On Performing the Psalms
If you read my last article, I suspect that you asked what I meant when I proposed that we “perform Psalm 77.” How does a congregation perform a psalm? Why Psalm 77? Twenty years ago, I attended a Sermon Seminar at Rochester College, formerly Michigan Christian College, in Rochester, MI. The featured speaker was Walter Brueggemann. He invited preachers to “draw the congregation to life as it is uttered and imagined in the Psalter.” The preacher’s task is to see the narrative, the story told in the Psalm. Then he “Invites the congregation to resituate its life in this particular narrative so that it may come to see that this same narrative reading is being performed and reperformed in my life and in our life.”
Lamenting that the lament Psalms are so neglected in churches today, Brueggemann expanded and applied the above process. In each lament there is a mega-narrative, the big story, and a little narrative, personal and community. YHWH is the central and decisive character. each lament is a crises. In this imaginative reading, we may ask, “Whose Psalm is this?” and “Who may properly pray this Psalm today?”

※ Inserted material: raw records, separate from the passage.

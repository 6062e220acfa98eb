//! Commits an accepted transition.
//!
//! The applicator re-reads the transaction right before writing and refuses
//! to proceed if its status moved since validation. The write itself goes
//! through `WorkflowStore::commit_transition`, which changes the status and
//! appends the history record in one snapshot, conditional on the version
//! token just read. Either check failing yields `ConcurrencyConflict`; there
//! is no retry here, because the edge may not be valid from the new status.

use time::OffsetDateTime;
use tokio::time::Instant;
use txflow_storage::{NewHistoryRecord, StatusId, TransactionRecord, TransitionRecord, WorkflowStore};
use uuid::Uuid;

use crate::deadline::bounded;
use crate::error::EngineError;

/// An accepted edge, ready to be applied to one transaction.
#[derive(Debug, Clone)]
pub struct TransitionCommand<'a> {
    pub transaction_id: Uuid,
    /// Status the edge was validated against.
    pub validated_from: StatusId,
    pub edge: &'a TransitionRecord,
    /// Already normalised: trimmed, `None` when blank.
    pub reason: Option<String>,
    pub changed_by: Option<String>,
}

/// Apply `command`, returning the transaction as committed.
///
/// Exactly one history record is appended on success and none on failure.
pub async fn apply_transition<S: WorkflowStore>(
    store: &S,
    command: TransitionCommand<'_>,
    deadline: Instant,
) -> Result<TransactionRecord, EngineError> {
    let transaction_id = command.transaction_id;
    let current = bounded(
        deadline,
        "get_transaction",
        store.get_transaction(transaction_id),
    )
    .await?;

    if current.status_id != command.validated_from {
        tracing::warn!(
            %transaction_id,
            validated_from = %command.validated_from,
            current = %current.status_id,
            "transaction status moved after validation"
        );
        return Err(EngineError::ConcurrencyConflict { transaction_id });
    }

    let edge = command.edge;
    let changed_at = OffsetDateTime::now_utc();
    let history = NewHistoryRecord {
        transaction_id,
        from_status_id: current.status_id,
        to_status_id: edge.to_status_id,
        comment: command.reason,
        changed_by: command.changed_by,
        changed_at,
    };

    let committed = bounded(
        deadline,
        "commit_transition",
        store.commit_transition(
            transaction_id,
            current.version,
            current.status_id,
            edge.to_status_id,
            history,
        ),
    )
    .await;

    let version = match committed {
        Ok(version) => version,
        Err(err @ EngineError::ConcurrencyConflict { .. }) => {
            tracing::warn!(
                %transaction_id,
                expected_version = current.version,
                "lost commit race on transaction"
            );
            return Err(err);
        }
        Err(err) => return Err(err),
    };

    tracing::info!(
        %transaction_id,
        from = %edge.from_status_name,
        to = %edge.to_status_name,
        transition = %edge.name,
        version,
        "transaction transitioned"
    );

    Ok(TransactionRecord {
        status_id: edge.to_status_id,
        updated_at: changed_at,
        version,
        ..current
    })
}

#[cfg(test)]
mod tests {
    use std::time::Duration;

    use rust_decimal::Decimal;
    use txflow_storage::{seed, MemoryStore};

    use super::*;

    async fn store_with_transaction(status_id: StatusId) -> (MemoryStore, Uuid) {
        let store = MemoryStore::seeded();
        let now = OffsetDateTime::now_utc();
        let id = Uuid::new_v4();
        store
            .insert_transaction(TransactionRecord {
                id,
                reference_number: "TXN-20260101-0000AAAA".to_string(),
                status_id,
                amount: Decimal::new(10000, 2),
                currency: "USD".to_string(),
                customer_id: "CUST-1".to_string(),
                description: None,
                created_at: now,
                updated_at: now,
                version: 0,
            })
            .await
            .unwrap();
        (store, id)
    }

    fn edge(from: StatusId, to: StatusId) -> TransitionRecord {
        seed::transitions(OffsetDateTime::UNIX_EPOCH)
            .into_iter()
            .find(|t| t.from_status_id == from && t.to_status_id == to)
            .unwrap()
    }

    fn deadline() -> Instant {
        Instant::now() + Duration::from_secs(5)
    }

    #[tokio::test]
    async fn applies_status_and_history_together() {
        let (store, id) = store_with_transaction(seed::PROCESSING).await;
        let fail = edge(seed::PROCESSING, seed::FAILED);

        let updated = apply_transition(
            &store,
            TransitionCommand {
                transaction_id: id,
                validated_from: seed::PROCESSING,
                edge: &fail,
                reason: Some("gateway timeout".to_string()),
                changed_by: Some("ops".to_string()),
            },
            deadline(),
        )
        .await
        .unwrap();

        assert_eq!(updated.status_id, seed::FAILED);
        assert_eq!(updated.version, 1);
        assert_eq!(store.get_transaction(id).await.unwrap(), updated);

        let history = store.list_history(id).await.unwrap();
        assert_eq!(history.len(), 1);
        assert_eq!(history[0].comment.as_deref(), Some("gateway timeout"));
        assert_eq!(history[0].changed_by.as_deref(), Some("ops"));
        assert_eq!(history[0].changed_at, updated.updated_at);
    }

    #[tokio::test]
    async fn moved_status_is_a_conflict() {
        let (store, id) = store_with_transaction(seed::VALIDATED).await;
        let complete = edge(seed::PROCESSING, seed::COMPLETED);

        let err = apply_transition(
            &store,
            TransitionCommand {
                transaction_id: id,
                validated_from: seed::PROCESSING,
                edge: &complete,
                reason: None,
                changed_by: None,
            },
            deadline(),
        )
        .await
        .unwrap_err();

        assert!(matches!(err, EngineError::ConcurrencyConflict { .. }));
        assert!(store.list_history(id).await.unwrap().is_empty());
        assert_eq!(store.get_transaction(id).await.unwrap().version, 0);
    }

    #[tokio::test]
    async fn unavailable_store_writes_nothing() {
        let (store, id) = store_with_transaction(seed::CREATED).await;
        let validate = edge(seed::CREATED, seed::VALIDATED);
        store.set_available(false);

        let err = apply_transition(
            &store,
            TransitionCommand {
                transaction_id: id,
                validated_from: seed::CREATED,
                edge: &validate,
                reason: None,
                changed_by: None,
            },
            deadline(),
        )
        .await
        .unwrap_err();
        assert!(err.is_transient());

        store.set_available(true);
        assert_eq!(store.get_transaction(id).await.unwrap().status_id, seed::CREATED);
        assert!(store.list_history(id).await.unwrap().is_empty());
    }

    #[tokio::test(start_paused = true)]
    async fn deadline_exceeded_writes_nothing() {
        let (store, id) = store_with_transaction(seed::CREATED).await;
        let validate = edge(seed::CREATED, seed::VALIDATED);
        store.set_latency(Duration::from_millis(400));

        let err = apply_transition(
            &store,
            TransitionCommand {
                transaction_id: id,
                validated_from: seed::CREATED,
                edge: &validate,
                reason: None,
                changed_by: None,
            },
            Instant::now() + Duration::from_millis(1_000),
        )
        .await
        .unwrap_err();
        assert!(matches!(err, EngineError::Timeout { .. }));

        store.set_latency(Duration::ZERO);
        assert_eq!(store.get_transaction(id).await.unwrap().version, 0);
        assert!(store.list_history(id).await.unwrap().is_empty());
    }
}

We may perform the Psalms today more that we think. In safe times seeking assurance and comfort, we sing and perform Psalms 23, 46, & 121. In times of confession and restoration we perform Psalms 32 and 51. In dangerous critical times we sing and perform Psalms 77 & 109. We now return to Psalm 77 with its repeated “I, I, I” & “me, me, me, my, my” in verses 1-9. Then comes the crises verse 10, “the right hand of the Most High has changed.” The crises between faith and non-faith. This Psalmist choses faith as his “I, me” become “you, your” in verses 12-20. Yes, I admit that all too often my uplifted hands were doubt and despair about I and me. And I think that the crises in this congregation are “we, us” questions. And they are important questions. But may we perform this Psalm and declare “Your way, O God is holy.”